En tal sentido, es interesante lo que el Premio Nobel Paul Krugman reveló en un artículo sobre las elecciones en Estados Unidos: “Los ricos consiguen a menudo lo que quieren, incluso cuando la mayor parte de los ciudadanos quieren lo contrario… Los estudios indican que, incluso cuando el desempleo estaba por encima del 8%, los ricos consideraban que los déficits presupuestarios eran un problema mayor que la falta de puestos de trabajo. Y los medios, se hacían eco de estas prioridades, tratándolas como si fuesen la única posición razonable…”.

Mientras estaba escribiendo este libro, en 2020, viví, como casi todo el mundo, una situación muy particular: encerrado largo tiempo en mi casa por precaución debido a la expansión del “coronavirus”, una pandemia internacional oficialmente llamada covid-19.

La pandemia provocó la reacción casi unánime de los países del planeta –aunque de distintas formas, en diferentes tiempos–; una guerra mundial contra un enemigo invisible. Nos encontramos ante la conciencia de lo imprevisible en todos los órdenes. Es hora de entender que el caos no es una situación especial sino un pasado, un presente y un devenir.

Lo propio de la actualidad es el perfeccionamiento sistemático de la corrupción mediante el capitalismo tecnológico. Como señaló el periodista británico Samuel Earle, internet ahora es una vasta red diseñada para capturar nuestro gusto, nuestra atención y nuestros patrones de pensamiento y para dirigirlos por caminos que generan ganancias. El objetivo no es un mundo donde cualquier cosa es posible, sino un mundo donde todo es predecible y adquirible. El ensayista tecnológico Mark Andrejevic, autor de Automated Media, emplea un término provocador para este modo de capitalismo: “comercio umbilical”. Dice: “De la misma manera en que un cordón umbilical satisface las necesidades de un feto antes de que pueda comunicarlas, las plataformas tecnológicas se esmeran para asociar nuestros de- seos antes de que los hayamos expresado”.

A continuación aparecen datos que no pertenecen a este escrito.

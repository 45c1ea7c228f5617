//! # sensorcentral-protocol
//!
//! SensorCentral telemetry message types and codec.
//!
//! This crate defines the JSON documents a node posts to its collector and
//! the HTTP header set that accompanies them.

pub mod codec;
pub mod messages;

pub use codec::*;
pub use messages::*;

Repito: caos es pasado, presente y devenir. No se trata de pesimismo. Por caos no sólo se deben tener en cuenta los aspectos negativos. Siempre hay que creer en la fuerza del espíritu humano que participa del caos y que depende de él para su asunción. De esta manera, corresponde preguntarse si deben considerarse sólo los aspectos positivos del espíritu humano. Ni el optimismo ni el pesimismo son respuestas válidas. Simplemente, veremos...

 

☛ Título: Asumir el caos. En la vida y el arte

☛ Autor: Luis Felipe Noé

☛ Editorial: El cuenco de plata
 

Datos del autor 

Luis Felipe Noé (Buenos Aires, 1933). Estudió en el taller de Horacio Butler y luego continuó su formación como autodidacta. Entre 1956 y 1961, ejerció el periodismo en el diario El Mundo donde escribió críticas de arte. Residió en París y en Nueva York. Formó parte del grupo conocido como Nueva Figuración e integrado además por Ernesto Deira, Rómulo Macció y Jorge de la Vega.

Desde 1959 realizó más de cien exposiciones individuales. Publicó numerosos libros, entre los últimos publicados se encuentran El arte entre la tecnología y la rebelión (Argonauta, 2020), El ojo que escribe (Ampersand, 2024) y Asumir el caos. En la vida y en el arte (El cuenco de plata, 2024).

En el año 2017, crea junto a su familia y un equipo de profesionales la Fundación Luis Felipe Noé. Actualmente, reside en Buenos Aires, pinta y escribe.